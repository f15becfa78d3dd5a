//! Game state and core simulation types
//!
//! Everything needed to reproduce a run lives here: seed, RNG stream, tuning,
//! upgrade levels and the per-component state.

use rand::SeedableRng;
use rand_pcg::Pcg32;
use serde::{Deserialize, Serialize};

use super::difficulty::DifficultyCurve;
use super::entities::{BoostKind, EntityRegistry, ObstacleKind};
use super::player::{Player, PlayerTimings};
use super::scoring::Scoreboard;
use super::spawner::Spawner;
use crate::telemetry::TelemetryLog;
use crate::tuning::Tuning;

/// Run-level state machine
#[derive(Debug, Clone, Copy, PartialEq, Eq, Serialize, Deserialize)]
pub enum RunPhase {
    /// Grace period: no obstacles yet, pickups and scoring active
    Ready,
    /// Active gameplay
    Running,
    /// Everything frozen
    Paused,
    /// Run ended
    GameOver,
}

/// Purchased upgrade levels read from the profile at run start
#[derive(Debug, Clone, Copy, Default, PartialEq, Eq, Serialize, Deserialize)]
pub struct UpgradeLevels {
    /// +10% crystal value per level
    pub crystal_bonus: u32,
    /// +1 shield charge per level
    pub shield: u32,
    /// Head start speed
    pub start_speed: u32,
    /// +20% magnet pull range per level
    pub magnet_radius: u32,
}

/// Discrete things that happened during a tick, in order
#[derive(Debug, Clone, PartialEq, Serialize, Deserialize)]
pub enum GameEvent {
    Jumped,
    Slid,
    LaneChanged { lane: u8 },
    CrystalCollected { id: u32, points: u64 },
    BoostActivated { kind: BoostKind },
    BoostExpired { kind: BoostKind },
    ObstacleHit { kind: ObstacleKind, hit_points: u8 },
    ShieldBlocked { kind: ObstacleKind, charges_left: u32 },
    NearMiss { kind: ObstacleKind, points: u64 },
    ComboUp { level: usize, multiplier: u32 },
    PhaseChanged { phase: RunPhase },
    GameOver { score: u64, crystals: u32 },
}

/// Timed boost effects (the shield lives on the player as charges)
#[derive(Debug, Clone, Default, Serialize, Deserialize)]
pub struct ActiveEffects {
    pub magnet_ms: f32,
    pub slow_ms: f32,
}

impl ActiveEffects {
    pub fn magnet_on(&self) -> bool {
        self.magnet_ms > 0.0
    }

    pub fn slow_on(&self) -> bool {
        self.slow_ms > 0.0
    }

    /// Count both timers down; returns the kinds that expired this call
    pub fn tick(&mut self, dt_ms: f32) -> Vec<BoostKind> {
        let mut expired = Vec::new();
        if self.magnet_on() {
            self.magnet_ms = (self.magnet_ms - dt_ms).max(0.0);
            if !self.magnet_on() {
                expired.push(BoostKind::Magnet);
            }
        }
        if self.slow_on() {
            self.slow_ms = (self.slow_ms - dt_ms).max(0.0);
            if !self.slow_on() {
                expired.push(BoostKind::SlowTime);
            }
        }
        expired
    }
}

/// Final numbers of a finished (or abandoned) run
#[derive(Debug, Clone, PartialEq, Serialize, Deserialize)]
pub struct RunSummary {
    pub seed: u64,
    pub score: u64,
    pub crystals: u32,
    pub near_misses: u32,
    pub distance: f32,
    pub duration_ms: f32,
    pub best_streak: u32,
    pub frames: u64,
}

/// Complete game state (deterministic, serializable)
#[derive(Debug, Clone, Serialize, Deserialize)]
pub struct GameState {
    /// Run seed for reproducibility
    pub seed: u64,
    /// Spawn RNG stream
    pub rng: Pcg32,
    pub tuning: Tuning,
    pub upgrades: UpgradeLevels,
    pub curve: DifficultyCurve,
    pub phase: RunPhase,
    /// Unpaused run time
    pub elapsed_ms: f32,
    /// Simulated frame counter
    pub frame: u64,
    /// Effective speed used by the last frame
    pub speed: f32,
    pub player: Player,
    pub registry: EntityRegistry,
    pub spawner: Spawner,
    pub effects: ActiveEffects,
    pub board: Scoreboard,
    pub telemetry: TelemetryLog,
    /// Events produced by the most recent tick
    #[serde(skip)]
    pub events: Vec<GameEvent>,
}

impl GameState {
    /// New run with default tuning and no upgrades
    pub fn new(seed: u64) -> Self {
        Self::with_config(seed, Tuning::default(), UpgradeLevels::default())
    }

    pub fn with_config(seed: u64, tuning: Tuning, upgrades: UpgradeLevels) -> Self {
        let curve = DifficultyCurve::new(&tuning, upgrades.start_speed);
        log::info!(
            "Run starting: seed={} upgrades={:?} start speed={:.2}",
            seed,
            upgrades,
            curve.speed(0.0)
        );
        Self {
            seed,
            rng: Pcg32::seed_from_u64(seed),
            player: Player::new(PlayerTimings::from(&tuning)),
            registry: EntityRegistry::new(),
            spawner: Spawner::new(&curve),
            effects: ActiveEffects::default(),
            board: Scoreboard::new(&tuning, upgrades.crystal_bonus),
            telemetry: TelemetryLog::default(),
            events: Vec::new(),
            phase: RunPhase::Ready,
            elapsed_ms: 0.0,
            frame: 0,
            speed: curve.speed(0.0),
            curve,
            upgrades,
            tuning,
        }
    }

    /// Start over with a new seed, keeping tuning and upgrades
    pub fn restart(&mut self, seed: u64) {
        *self = Self::with_config(seed, self.tuning.clone(), self.upgrades);
    }

    pub fn is_over(&self) -> bool {
        self.phase == RunPhase::GameOver
    }

    /// Shield charges granted by a shield boost
    pub fn shield_charges(&self) -> u32 {
        1 + self.upgrades.shield
    }

    /// Depth distance the magnet pulls from
    pub fn magnet_range(&self) -> f32 {
        self.tuning.magnet_pull_range
            * (1.0 + self.upgrades.magnet_radius as f32 * self.tuning.magnet_range_per_level)
    }

    pub(crate) fn set_phase(&mut self, phase: RunPhase) {
        if self.phase != phase {
            log::info!("Phase {:?} -> {:?} at {:.0}ms", self.phase, phase, self.elapsed_ms);
            self.phase = phase;
            self.events.push(GameEvent::PhaseChanged { phase });
        }
    }

    /// Phase to return to when leaving pause
    pub(crate) fn active_phase(&self) -> RunPhase {
        if self.curve.in_grace_period(self.elapsed_ms) {
            RunPhase::Ready
        } else {
            RunPhase::Running
        }
    }

    pub fn summary(&self) -> RunSummary {
        RunSummary {
            seed: self.seed,
            score: self.board.score,
            crystals: self.board.crystals,
            near_misses: self.board.near_misses,
            distance: self.board.distance,
            duration_ms: self.elapsed_ms,
            best_streak: self.board.combo.best_streak,
            frames: self.frame,
        }
    }
}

§

▶ THE PROBLEM: Whenever a line in the records contains the word "struct", copy that line.

▶ REPLY:
pub struct UpgradeLevels {
pub struct ActiveEffects {
pub struct RunSummary {
pub struct GameState {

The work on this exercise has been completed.